ASSIGNMENT:
Go through the entries below line by line and tally those holding "NAMES"; write only the tally.

*** Opening PROVIDED INFORMATION ***

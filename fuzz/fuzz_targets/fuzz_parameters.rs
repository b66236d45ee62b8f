//! Fuzz target for parameter validation and command synthesis.
//!
//! Whatever sequence of assignments is applied, a rejected value must never
//! show up in the synthesized invocation and synthesis must be repeatable.

#![no_main]

use arbitrary::Arbitrary;
use armory::modules::rsactftool::RsaCtfToolModule;
use armory::modules::ToolModule;
use libfuzzer_sys::fuzz_target;

const NAMES: &[&str] = &[
    "mode",
    "publickey",
    "n",
    "p",
    "q",
    "e",
    "uncipher",
    "output",
    "extra_flags",
];

#[derive(Debug, Arbitrary)]
struct Assignment {
    name: u8,
    value: String,
}

fuzz_target!(|assignments: Vec<Assignment>| {
    let mut tool = ToolModule::new(&RsaCtfToolModule, "python3", "tools");

    for assignment in &assignments {
        let name = NAMES[assignment.name as usize % NAMES.len()];
        let before = tool.get(name).and_then(|p| p.value.clone());
        if tool.set(name, assignment.value.clone()).is_err() {
            assert_eq!(tool.get(name).and_then(|p| p.value.clone()), before);
        }
    }

    assert_eq!(tool.invocation(), tool.invocation());
});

*** Closing PROVIDED INFORMATION ***

RESULT FOR THIS TASK:
2